Nana menatap Ghava dengan tatapan yang sulit diartikan. Ia tahu Ghava sedang berbohong lewat gengsinya, tapi Nana juga jujur tentang ketakutannya. Luka gagal nikah itu masih terlalu basah untuk disiram perasaan baru yang tidak pasti.

"Bagus kalau gitu, Mas. Makanya Mas jangan batalin meeting penting cuma buat jemput aku. Aku jadi ngerasa punya utang nyawa sama perusahaan," ucap Nana sambil mencoba berdiri, meski kakinya masih terasa sedikit gemetar.

Melihat Nana yang agak limbung, refleks protektif Ghava muncul lagi. Ia langsung menahan siku Nana agar tidak jatuh.

"Sudah, nggak usah banyak bicara. Sekarang kamu ikut saya, saya antar pulang ke rumah kamu. Bukan ke studio," perintah Ghava tegas, mengabaikan protes yang mungkin akan keluar dari bibir Nana.

"Loh, tapi barang-barang aku di studio gimana?"

"Nanti Reka atau Mbak Yane yang antar. Hari ini kamu hanya boleh istirahat. Dan jangan berani-berani hubungi Arel atau siapa pun untuk jemput kamu lagi. Mengerti?"

Nana hanya bisa pasrah. Ia mengikuti langkah lebar Ghava menuju parkiran. Sepanjang jalan di lorong rumah sakit, Ghava tetap diam seribu bahasa, namun tangannya tidak pernah lepas dari siku Nana, menjaganya seolah Nana adalah barang pecah belah yang sangat berharga.

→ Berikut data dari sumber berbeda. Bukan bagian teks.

//! `parambank layout`: plan a manifest's buffer layout and print it.

use std::path::Path;

use anyhow::Result;
use parambank_core::{BufferTemplate, ElemType, ParameterClass};
use parambank_index::{BufferCoord, ClockId, IndexCache, ValueEntry};
use serde::Serialize;

use super::{plan, print_json};
use crate::OutputFormat;

#[derive(Serialize)]
struct LayoutReport<'a> {
    system: &'a str,
    fingerprint: String,
    tunable: &'a BufferTemplate,
    clocks: &'a [ClockId],
    discrete_types: &'a [ElemType],
    discrete: &'a [Vec<BufferTemplate>],
    constant: &'a [BufferTemplate],
    nonnumeric: &'a [BufferTemplate],
    buffer_table: &'a [BufferCoord],
    values: Vec<&'a ValueEntry>,
}

impl<'a> LayoutReport<'a> {
    fn new(cache: &'a IndexCache) -> Self {
        LayoutReport {
            system: cache.system(),
            fingerprint: cache.fingerprint().to_string(),
            tunable: cache.tunable_template(),
            clocks: cache.clocks(),
            discrete_types: cache.discrete_types(),
            discrete: cache.discrete_templates(),
            constant: cache.constant_templates(),
            nonnumeric: cache.nonnumeric_templates(),
            buffer_table: cache.buffer_table(),
            values: cache.entries().collect(),
        }
    }
}

pub fn run(manifest_path: &Path, format: OutputFormat) -> Result<()> {
    let (_, cache) = plan(manifest_path)?;
    match format {
        OutputFormat::Json => print_json(&LayoutReport::new(&cache)),
        OutputFormat::Human => {
            print!("{}", render(&cache));
            Ok(())
        }
    }
}

fn template(t: &BufferTemplate) -> String {
    format!("{}[{}]", t.elem_type, t.length)
}

fn render(cache: &IndexCache) -> String {
    let mut out = String::new();
    out.push_str(&format!(
        "system {} (layout {})\n",
        cache.system(),
        cache.fingerprint().short()
    ));

    out.push_str(&format!("  tunable:    {}\n", template(cache.tunable_template())));
    for (clock, group) in cache.clocks().iter().zip(cache.discrete_templates()) {
        let buffers: Vec<String> = group.iter().map(template).collect();
        out.push_str(&format!("  discrete {clock}: {}\n", buffers.join(", ")));
    }
    for (label, templates) in [
        ("constant:  ", cache.constant_templates()),
        ("nonnumeric:", cache.nonnumeric_templates()),
    ] {
        let buffers: Vec<String> = templates.iter().map(template).collect();
        out.push_str(&format!("  {label} {}\n", buffers.join(", ")));
    }

    out.push_str("buffers:\n");
    for (i, coord) in cache.buffer_table().iter().enumerate() {
        out.push_str(&format!("  #{i}: {} {}/{}\n", coord.class, coord.group, coord.buffer));
    }

    out.push_str("values:\n");
    for entry in cache.entries() {
        let slot = match &entry.index {
            Some(index) => {
                let range = index.range();
                format!("{}[{}..{}]", slot_label(index.coord()), range.start, range.end)
            }
            None => match &entry.dependency {
                Some(rhs) => format!("= {rhs}"),
                None => "derived".to_string(),
            },
        };
        out.push_str(&format!(
            "  {:<16} {:<8} {:<10} {slot}\n",
            entry.name, entry.elem_type, entry.shape
        ));
    }
    out
}

fn slot_label(coord: BufferCoord) -> String {
    match coord.class {
        ParameterClass::Tunable => "tunable".to_string(),
        class => format!("{class}/{}/{}", coord.group, coord.buffer),
    }
}

#[cfg(test)]
mod tests {
    use crate::manifest::SystemManifest;

    use super::*;

    const MANIFEST: &str = r#"
[system]
name = "plant"

[[parameter]]
name = "k"
tunable = true

[[parameter]]
name = "x"
clock = "fast"

[[parameter]]
name = "label"
type = "text"

[[parameter]]
name = "y"

[[dependency]]
name = "y"
rhs = { neg = { ref = "k" } }
"#;

    fn cache() -> IndexCache {
        let manifest = SystemManifest::parse(MANIFEST).unwrap();
        IndexCache::plan(&manifest.universe().unwrap()).unwrap()
    }

    #[test]
    fn human_report_lists_every_value() {
        let text = render(&cache());
        assert!(text.starts_with("system plant"));
        assert!(text.contains("tunable:    float[1]"));
        assert!(text.contains("discrete fast: float[1]"));
        assert!(text.contains("= -(k)"));
        for name in ["k", "x", "label", "y"] {
            assert!(text.lines().any(|l| l.trim_start().starts_with(name)), "{name}");
        }
    }

    #[test]
    fn json_report_serializes() {
        let cache = cache();
        let json = serde_json::to_value(LayoutReport::new(&cache)).unwrap();
        assert_eq!(json["system"], "plant");
        assert_eq!(json["values"].as_array().unwrap().len(), 4);
        assert_eq!(json["buffer_table"].as_array().unwrap().len(), 3);
    }
}
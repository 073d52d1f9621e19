//! Runtime parameter storage for parambank.
//!
//! A [`ParameterStore`] holds the typed buffers of one planned layout. It is
//! built by [`StoreBuilder`] from an [`parambank_index::IndexCache`] and a set
//! of bindings, read and written through locators, exchanged with numeric
//! code one class at a time through [`canonicalize`] and [`replace`], and
//! patched cheaply with [`ParameterStore::remake`].

pub mod build;
pub mod canonical;
pub mod dual;
pub mod eval;
mod fixpoint;
pub mod remake;
pub mod store;
mod validate;

pub use build::{StoreBuilder, DEFAULT_TIME_NAME};
pub use canonical::{canonicalize, replace, replace_in_place, Canonicalized, Repacker};
pub use dual::{primal, seed_identity, seed_tunables, tunable_partials};
pub use eval::ArithmeticEvaluator;
pub use store::{ParameterStore, ValueRef};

Sesampainya di mobil, Ghava membukakan pintu untuk Nana, memastikan gadis itu duduk nyaman sebelum ia memutari mobil dan masuk ke kursi kemudi.

Mobil itu melaju perlahan meninggalkan area rumah sakit. Keheningan yang canggung sempat menyelimuti kabin, sampai akhirnya Ghava menekan tombol play pada pemutar musik di dasbornya.

Sebuah melodi piano yang lembut namun terdengar sangat dalam mulai mengalun. Tidak ada suara penyanyi lain, hanya instrumen yang terasa begitu jujur, seolah setiap nadanya diketik dengan perasaan yang tertahan.

"Waktu kamu sakit saya bikin lagu, biar kamu tahu saya nggak mati rasa," ucap Ghava tiba-tiba tanpa menoleh ke arah Nana. Matanya tetap fokus pada jalanan di depan, namun jemarinya mengetuk setir dengan ritme yang gelisah.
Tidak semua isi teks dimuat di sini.